The Mandalorian Recap: S03E01, “Somehow, Grogu Returned”

Mando’s back, baby! And so is Baby Yoda. Yeah, the lil’ gremlin went off with Luke Skywalker at the end of The Mandalorian’s last season, but he came back in The Book of Boba Fett. It’s all very convoluted, but ultimately we’re just back to Mando tending his cutesy charge, so it’s fine. Don’t watch The Book of Boba Fett if you haven’t already, because it doesn’t matter. No one needed to write a book about Boba Fett. He needed, at best, a pamphlet.

Anyway, on to the episode!

As it opens, the Armorer is making a child-sized helmet. Is Baby Yoda going full Mandalorian? Nah, it’s for this other kid. And it seems like maybe he’s an OKC Thunder fan, because it’s blue and a fun, summery aqua.

This is the way—to the NBA finals!

This kid is getting his Mandalorian equivalent of his bar mitzvah, where he’ll put his helmet on and never again take it off in front of anyone. Remember how that’s a mechanic? They certainly won’t let us forget!

Actually, maybe it’s more of a Mandalorian baptism, because they do it in some water—and that ends up being a big mistake.
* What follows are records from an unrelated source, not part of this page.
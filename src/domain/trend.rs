use chrono::{DateTime, Datelike, Days, NaiveDate, TimeZone};
use serde::{Deserialize, Serialize};
use tracing::warn;

use super::{Cents, Transaction};

/// Default length of the trailing trend window.
pub const DEFAULT_WINDOW_DAYS: usize = 7;

/// Longest trend window; larger requests are clamped to it.
pub const MAX_WINDOW_DAYS: usize = 366;

/// Per-day income and expense totals over a trailing window, oldest day first.
/// All vectors have the same length.
#[derive(Debug, Clone, PartialEq, Eq, Serialize, Deserialize)]
pub struct DailyAggregates {
    /// Calendar day of each bucket; `None` if the day cannot be represented.
    pub days: Vec<Option<NaiveDate>>,
    /// `day/month` label per bucket, empty for an unrepresentable day.
    pub labels: Vec<String>,
    pub income: Vec<Cents>,
    pub expense: Vec<Cents>,
}

impl DailyAggregates {
    pub fn len(&self) -> usize {
        self.days.len()
    }

    pub fn is_empty(&self) -> bool {
        self.days.is_empty()
    }

    pub fn total_income(&self) -> Cents {
        self.income.iter().fold(0, |sum: Cents, v| sum.saturating_add(*v))
    }

    pub fn total_expense(&self) -> Cents {
        self.expense.iter().fold(0, |sum: Cents, v| sum.saturating_add(*v))
    }

    /// Largest single bucket, income or expense.
    pub fn peak(&self) -> Cents {
        self.income
            .iter()
            .chain(self.expense.iter())
            .copied()
            .max()
            .unwrap_or(0)
    }
}

/// Sum transactions per calendar day for the `window_days` days ending on the
/// reference's day, inclusive.
///
/// Days are calendar days in the reference's time zone. Transactions outside
/// the window are ignored. A window longer than `MAX_WINDOW_DAYS` is clamped,
/// and a transaction that would overflow its day's bucket is skipped with a
/// warning.
pub fn compute_daily_aggregates<Tz: TimeZone>(
    transactions: &[Transaction],
    window_days: usize,
    reference: &DateTime<Tz>,
) -> DailyAggregates {
    let window_days = if window_days > MAX_WINDOW_DAYS {
        warn!(
            "Trend window of {} days clamped to {}",
            window_days, MAX_WINDOW_DAYS
        );
        MAX_WINDOW_DAYS
    } else {
        window_days
    };
    let last_day = reference.date_naive();
    let days: Vec<Option<NaiveDate>> = (0..window_days)
        .rev()
        .map(|offset| {
            u64::try_from(offset)
                .ok()
                .and_then(|offset| last_day.checked_sub_days(Days::new(offset)))
        })
        .collect();

    let labels = days
        .iter()
        .map(|day| match day {
            Some(day) => format!("{}/{}", day.day(), day.month()),
            None => String::new(),
        })
        .collect();

    let mut income: Vec<Cents> = vec![0; window_days];
    let mut expense: Vec<Cents> = vec![0; window_days];
    let timezone = reference.timezone();

    for transaction in transactions {
        let day = transaction.date.with_timezone(&timezone).date_naive();

        let Some(index) = days.iter().position(|d| *d == Some(day)) else {
            continue;
        };
        let bucket = if transaction.is_income {
            &mut income[index]
        } else {
            &mut expense[index]
        };
        match bucket.checked_add(transaction.amount) {
            Some(sum) => *bucket = sum,
            None => warn!(
                "Skipping transaction {} in trend: total for {} would overflow",
                transaction.id, day
            ),
        }
    }

    DailyAggregates {
        days,
        labels,
        income,
        expense,
    }
}
//! Change plans produced by reconciliation

use crate::identity::Identity;
use crate::record::Record;
use serde::Serialize;
use std::fmt;

/// A normalized record together with its identity
#[derive(Debug, Clone, PartialEq, Eq, Serialize)]
pub struct PlannedRecord {
    /// Identity the record was matched on
    pub identity: Identity,
    /// The normalized record
    pub record: Record,
}

/// A sub-resource present on both sides with different content
#[derive(Debug, Clone, PartialEq, Eq, Serialize)]
pub struct Modification {
    /// Shared identity
    pub identity: Identity,
    /// Observed record
    pub from: Record,
    /// Desired record
    pub to: Record,
}

/// A single operation against the provider
#[derive(Debug, Clone, PartialEq, Eq, Serialize)]
#[serde(tag = "op", content = "record", rename_all = "lowercase")]
pub enum Operation {
    /// Create the sub-resource
    Add(Record),
    /// Delete the sub-resource
    Remove(Record),
}

impl Operation {
    /// The record the operation applies to
    pub fn record(&self) -> &Record {
        match self {
            Self::Add(record) | Self::Remove(record) => record,
        }
    }

    /// Short verb for display
    pub fn verb(&self) -> &'static str {
        match self {
            Self::Add(_) => "add",
            Self::Remove(_) => "remove",
        }
    }
}

impl fmt::Display for Operation {
    fn fmt(&self, f: &mut fmt::Formatter<'_>) -> fmt::Result {
        write!(f, "{} {}", self.verb(), self.record())
    }
}

/// Result of reconciling a desired collection against an observed one
///
/// Entries keep input order: desired order for additions, modifications and
/// unchanged records, observed order for removals.
#[derive(Debug, Clone, Default, PartialEq, Eq, Serialize)]
pub struct ChangePlan {
    /// Desired records with no observed counterpart
    pub to_add: Vec<PlannedRecord>,
    /// Observed records that are unwanted or explicitly marked absent
    pub to_remove: Vec<PlannedRecord>,
    /// Records on both sides whose content differs
    pub to_modify: Vec<Modification>,
    /// Records on both sides with equal content
    pub in_sync: Vec<PlannedRecord>,
}

impl ChangePlan {
    /// Whether no change is needed
    pub fn is_in_sync(&self) -> bool {
        self.to_add.is_empty() && self.to_remove.is_empty() && self.to_modify.is_empty()
    }

    /// Whether any entry of the plan refers to `identity`
    pub fn touches(&self, identity: &Identity) -> bool {
        self.to_add.iter().any(|p| &p.identity == identity)
            || self.to_remove.iter().any(|p| &p.identity == identity)
            || self.to_modify.iter().any(|m| &m.identity == identity)
    }

    /// Counts per kind of change
    pub fn summary(&self) -> PlanSummary {
        PlanSummary {
            additions: self.to_add.len(),
            removals: self.to_remove.len(),
            modifications: self.to_modify.len(),
            unchanged: self.in_sync.len(),
        }
    }

    /// Flatten the plan into provider operations
    ///
    /// Removals run first, then each modification as remove followed by
    /// add, then additions.
    pub fn operations(&self) -> Vec<Operation> {
        let mut ops = Vec::with_capacity(
            self.to_remove.len() + 2 * self.to_modify.len() + self.to_add.len(),
        );
        ops.extend(
            self.to_remove
                .iter()
                .map(|p| Operation::Remove(p.record.clone())),
        );
        for m in &self.to_modify {
            ops.push(Operation::Remove(m.from.clone()));
            ops.push(Operation::Add(m.to.clone()));
        }
        ops.extend(self.to_add.iter().map(|p| Operation::Add(p.record.clone())));
        ops
    }
}

/// Plan summary statistics
#[derive(Debug, Clone, Copy, Default, PartialEq, Eq, Serialize)]
pub struct PlanSummary {
    /// Number of records to add
    pub additions: usize,
    /// Number of records to remove
    pub removals: usize,
    /// Number of records to modify
    pub modifications: usize,
    /// Number of records already in sync
    pub unchanged: usize,
}

impl PlanSummary {
    /// Total number of changes
    pub fn total(&self) -> usize {
        self.additions + self.removals + self.modifications
    }

    /// Check if there are any changes
    pub fn has_changes(&self) -> bool {
        self.total() > 0
    }

    /// Merge another summary into this one
    pub fn merge(&mut self, other: &PlanSummary) {
        self.additions += other.additions;
        self.removals += other.removals;
        self.modifications += other.modifications;
        self.unchanged += other.unchanged;
    }
}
Turns out, the body of water they chose is from MegaGator or some other straight-to-video Asylum production, as evidenced when a massive lizard erupts from the lake.

The surrounding Mandalorians try to take it out but—as usual—it takes Mando swooping in to finish it off. Because what’s a Mandalorian season without a big monster to kill every few episodes?

Mando then has a private convo with Armorer, where he’s like, “Hey, I just remembered this other mechanic where I could take a bath in the mines of Mandalore, then it would be fine how I took my helmet off in last season’s finale.”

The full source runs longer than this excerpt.